The death of Mr. Sinwar, the Hamas leader who was the architect of the Oct. 7 attacks, comes as the relationship between Mr. Netanyahu and the U.S. president has frayed. The two leaders had spoken last week for the first time in two months to discuss Israel’s plans to retaliate against Iran for a missile attack earlier in October. Looming over that discussion was the burden of their worsening ties.

President Biden has on occasion privately expressed his frustrations with Mr. Netanyahu and his conduct of the war in Gaza, sometimes in salty terms, as documented in a new book by the investigative reporter Bob Woodward. Mr. Biden has also lamented to Mr. Netanyahu directly that he lacks a strategy for the war, according to the book.

But Mr. Sinwar’s death seems to present an opportunity for both men to claim a victory and perhaps get on the same page again. According to Mr. Netanyahu’s office, President Biden called him on Thursday evening and both leaders “agreed that there is an opportunity to advance a deal to free the hostages and they will work together to achieve that goal,” according to the Israeli statement.
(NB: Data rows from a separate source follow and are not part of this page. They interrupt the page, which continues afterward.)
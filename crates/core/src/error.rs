//! # Error Taxonomy
//!
//! Every step returns [`StepResult`]. Failures carry an [`ErrorKind`] so the
//! orchestrator can decide whether to degrade or fail the turn.

use serde::{Deserialize, Serialize};
use std::fmt;
use std::time::Duration;

/// Result type for step and collaborator operations
pub type StepResult<T> = Result<T, StepError>;

/// Classification of a failure
#[derive(Debug, Clone, Copy, PartialEq, Eq, Hash, Serialize, Deserialize)]
#[serde(rename_all = "snake_case")]
pub enum ErrorKind {
    /// Malformed structured output from a collaborator
    ParseError,
    /// Weather unavailable
    LookupError,
    /// No wardrobe candidates
    RetrievalEmpty,
    /// Language-model call failed
    CompletionError,
    /// Collaborator call exceeded its deadline
    Timeout,
    /// Conversation memory unreachable or corrupt
    ThreadStoreError,
    /// Wardrobe store could not be read
    StoreUnavailable,
}

impl ErrorKind {
    pub fn as_str(&self) -> &'static str {
        match self {
            ErrorKind::ParseError => "parse_error",
            ErrorKind::LookupError => "lookup_error",
            ErrorKind::RetrievalEmpty => "retrieval_empty",
            ErrorKind::CompletionError => "completion_error",
            ErrorKind::Timeout => "timeout",
            ErrorKind::ThreadStoreError => "thread_store_error",
            ErrorKind::StoreUnavailable => "store_unavailable",
        }
    }
}

impl fmt::Display for ErrorKind {
    fn fmt(&self, f: &mut fmt::Formatter<'_>) -> fmt::Result {
        f.write_str(self.as_str())
    }
}

/// Failure half of a step result
#[derive(Debug, Clone, PartialEq, Eq, thiserror::Error)]
#[error("{kind}: {message}")]
pub struct StepError {
    pub kind: ErrorKind,
    pub message: String,
}

impl StepError {
    pub fn new(kind: ErrorKind, message: impl Into<String>) -> Self {
        Self {
            kind,
            message: message.into(),
        }
    }

    pub fn parse(message: impl Into<String>) -> Self {
        Self::new(ErrorKind::ParseError, message)
    }

    pub fn lookup(message: impl Into<String>) -> Self {
        Self::new(ErrorKind::LookupError, message)
    }

    pub fn retrieval_empty(message: impl Into<String>) -> Self {
        Self::new(ErrorKind::RetrievalEmpty, message)
    }

    pub fn store_unavailable(message: impl Into<String>) -> Self {
        Self::new(ErrorKind::StoreUnavailable, message)
    }

    pub fn completion(message: impl Into<String>) -> Self {
        Self::new(ErrorKind::CompletionError, message)
    }

    pub fn timeout(operation: &str, after: Duration) -> Self {
        Self::new(
            ErrorKind::Timeout,
            format!("{} timed out after {}ms", operation, after.as_millis()),
        )
    }
}

/// Storage failure in the thread store or wardrobe store
#[derive(Debug, thiserror::Error)]
pub enum StoreError {
    #[error("database error: {0}")]
    Database(#[from] rusqlite::Error),

    #[error("lock poisoned: {0}")]
    Lock(String),

    #[error("corrupt record: {0}")]
    Corrupt(String),

    #[error("io error: {0}")]
    Io(#[from] std::io::Error),

    #[error("invalid seed data: {0}")]
    Seed(#[from] serde_json::Error),
}

/// Turn-level failure. Only these reach the caller as `success: false`.
#[derive(Debug, thiserror::Error)]
pub enum TurnError {
    #[error("thread store failure: {0}")]
    ThreadStore(#[from] StoreError),

    #[error("conversation step failed: {0}")]
    Conversation(StepError),

    #[error("field `{0}` was already written this turn")]
    FieldOverwrite(&'static str),
}

impl TurnError {
    pub fn kind(&self) -> ErrorKind {
        match self {
            TurnError::ThreadStore(_) => ErrorKind::ThreadStoreError,
            TurnError::Conversation(e) => e.kind,
            // Invariant breaches are reported like storage corruption.
            TurnError::FieldOverwrite(_) => ErrorKind::ThreadStoreError,
        }
    }

    /// Message safe to show an end user
    pub fn user_message(&self) -> &'static str {
        match self {
            TurnError::Conversation(_) => {
                "Sorry, I couldn't put together a reply just now. Please try again in a moment."
            }
            TurnError::ThreadStore(_) | TurnError::FieldOverwrite(_) => {
                "Sorry, something went wrong on our side while handling your message. Please try again."
            }
        }
    }
}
Negotiations on a cease-fire deal that would see the release of the remaining hostages in Gaza have been deadlocked for months, with both Israel and Hamas blaming each other.

After landing in Berlin to meet with European leaders, President Biden walked over to reporters and said he had already congratulated Prime Minister Benjamin Netanyahu of Israel and would be sending Secretary of State Antony J. Blinken to Israel in the next four or five days. “Now is the time to move on,” Biden said. “Move on, move toward to a cease-fire in Gaza, make sure that we move in a direction that we’re going to be in a position to make things better for the whole world. It’s time for this war to end and bring these hostages home.”
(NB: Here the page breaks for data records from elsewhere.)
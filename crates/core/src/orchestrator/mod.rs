//! # Turn Orchestration
//!
//! Runs a user message through the routed steps and produces a reply.
//!
//! ## Turn Flow
//!
//! ```text
//! message → Supervisor → router table → [Weather] → [Wardrobe] → [Design] → Conversation → thread append
//! ```

pub mod coordinator;
pub mod events;
pub mod init;
pub mod pipeline;
pub mod router;

pub use coordinator::{Collaborators, Orchestrator, OrchestratorConfig, TurnOutcome};
pub use events::{TurnEvent, TurnEventKind};
pub use init::StylistRuntime;
pub use pipeline::{TurnPhase, TurnPipeline};
pub use router::{steps_for, Step};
U.S. military forces had no role in the Israeli operation that killed Yahya Sinwar, the leader of Hamas, in Gaza, according to the Pentagon. Maj. Gen. Patrick S. Ryder, the Pentagon press secretary, made that point repeatedly in a briefing to reporters on Thursday. “Just to be crystal clear: This was an Israeli operation,” he said. “There was no U.S. forces directly involved.”

Israeli soldiers and intelligence agents had spent months pursuing Yahya Sinwar after the attacks of Oct. 7, 2023, occasionally finding clues but never managing to trap him, according to Daniel Hagari, the Israeli military spokesman. Signs of Sinwar’s DNA were found at one point in a tunnel a few hundred meters from where Israeli forces found the bodies of six Israeli hostages killed by their captors six weeks ago, Hagari told reporters.
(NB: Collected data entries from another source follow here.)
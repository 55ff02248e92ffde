//! # Wardrobe Skill
//!
//! Shortlists candidates per category for the design step.

use crate::error::StepResult;
use crate::state::{WardrobeCandidates, WeatherReading};
use crate::tools::{bounded, WardrobeSource};
use std::sync::Arc;
use std::time::Duration;

pub struct WardrobeSkill {
    source: Arc<dyn WardrobeSource>,
    top_n: usize,
    timeout: Duration,
}

impl WardrobeSkill {
    pub fn new(source: Arc<dyn WardrobeSource>, top_n: usize, timeout: Duration) -> Self {
        Self {
            source,
            top_n: top_n.max(1),
            timeout,
        }
    }

    /// An empty store yields empty categories, not a failure
    pub async fn run(
        &self,
        weather: Option<&WeatherReading>,
        context: Option<&str>,
    ) -> StepResult<WardrobeCandidates> {
        let candidates = bounded(
            "wardrobe retrieval",
            self.timeout,
            self.source.retrieve(weather, context, self.top_n),
        )
        .await?;

        tracing::debug!(
            total = candidates.total(),
            missing = ?candidates.missing_essentials(),
            "Shortlisted wardrobe candidates"
        );
        Ok(candidates)
    }
}

#[cfg(test)]
mod tests {
    use super::*;
    use crate::error::ErrorKind;
    use crate::state::Category;
    use crate::testing::{one_per_category, FixedWardrobe};

    #[tokio::test]
    async fn test_passes_top_n_and_returns_candidates() {
        let wardrobe = FixedWardrobe::ok(one_per_category());
        let seen = wardrobe.last_top_n();
        let skill = WardrobeSkill::new(Arc::new(wardrobe), 3, Duration::from_secs(1));

        let candidates = skill.run(None, Some("dinner")).await.unwrap();
        assert_eq!(candidates.first(Category::Footwear).unwrap().name, "Boots");
        assert_eq!(seen.load(std::sync::atomic::Ordering::SeqCst), 3);
    }

    #[tokio::test]
    async fn test_empty_store_is_success() {
        let skill = WardrobeSkill::new(
            Arc::new(FixedWardrobe::ok(WardrobeCandidates::new())),
            4,
            Duration::from_secs(1),
        );
        let candidates = skill.run(None, None).await.unwrap();
        assert!(candidates.is_empty());
        assert_eq!(candidates.missing_essentials().len(), 3);
    }

    #[tokio::test(start_paused = true)]
    async fn test_slow_store_times_out() {
        let wardrobe = FixedWardrobe::ok(one_per_category()).with_delay(Duration::from_secs(30));
        let skill = WardrobeSkill::new(Arc::new(wardrobe), 4, Duration::from_secs(5));
        let err = skill.run(None, None).await.unwrap_err();
        assert_eq!(err.kind, ErrorKind::Timeout);
    }
}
Israeli demonstrators and supporters of the families of those still held hostage in Gaza rallied near the Israeli Defense Ministry in Tel Aviv on Thursday.

President Biden called Prime Minister Benjamin Netanyahu of Israel on Thursday in the wake of the death of Yahya Sinwar, Netanyahu’s office said. Both leaders “agreed that there is an opportunity to advance a deal to free the hostages and they will work together to achieve that goal,” according to the statement. Negotiations on a cease-fire deal that would see the release of the remaining hostages in Gaza have been deadlocked for months, with both Israel and Hamas blaming each other.

“The path that Sinwar wanted for the region — death, destruction, instability, chaos — is a path that we know the people of the region reject,” said Miller, the State Department spokesman. “The horrors of the past year cannot be the future and they do not need to be the future. It is time to chart a different path.”

Miller said he hoped that the next leader of Hamas would look at the suffering of the Palestinian people and decide “to pursue a different path forward.” He declined to speculate about who that Hamas leader might be.

The State Department spokesman, Matthew Miller, said in a briefing with reporters on Thursday that Sinwar was responsible for the deaths of civilians from about 30 countries, including Israel and the United States, as well as for the suffering of Palestinians in Gaza. He called the Hamas leader the “chief obstacle” to cease-fire talks and said his death offered “a seismic opportunity” to relaunch negotiations to end the war.

In a statement on the death of Yahya Sinwar, the American secretary of state, Antony J. Blinken, said the United States would “redouble its efforts with partners to end this conflict” and aimed to “secure the release all hostages, and chart a new path forward that will enable the people of Gaza to rebuild their lives and realize their aspirations free from war and free from the brutal grip of Hamas.”

Sinwar evaded Israeli intelligence for years. Trainee soldiers came upon him.

For over a year, Israel’s security establishment, backed by the United States, dedicated vast resources and gathered mounds of intelligence in its hunt for Yahya Sinwar, the Hamas leader who was an architect of the Oct. 7 attacks.

But in the end, a unit of trainee squad commanders unexpectedly encountered Mr. Sinwar while on an operation in southern Gaza, according to four Israeli defense officials, who spoke on condition of anonymity because of the sensitivity of the matter.

The unit was on patrol in southern Gaza on Wednesday when the Israeli soldiers came upon a small group of fighters, the officials said. The soldiers — backed by drones — engaged in a firefight, and three Palestinian militants were killed.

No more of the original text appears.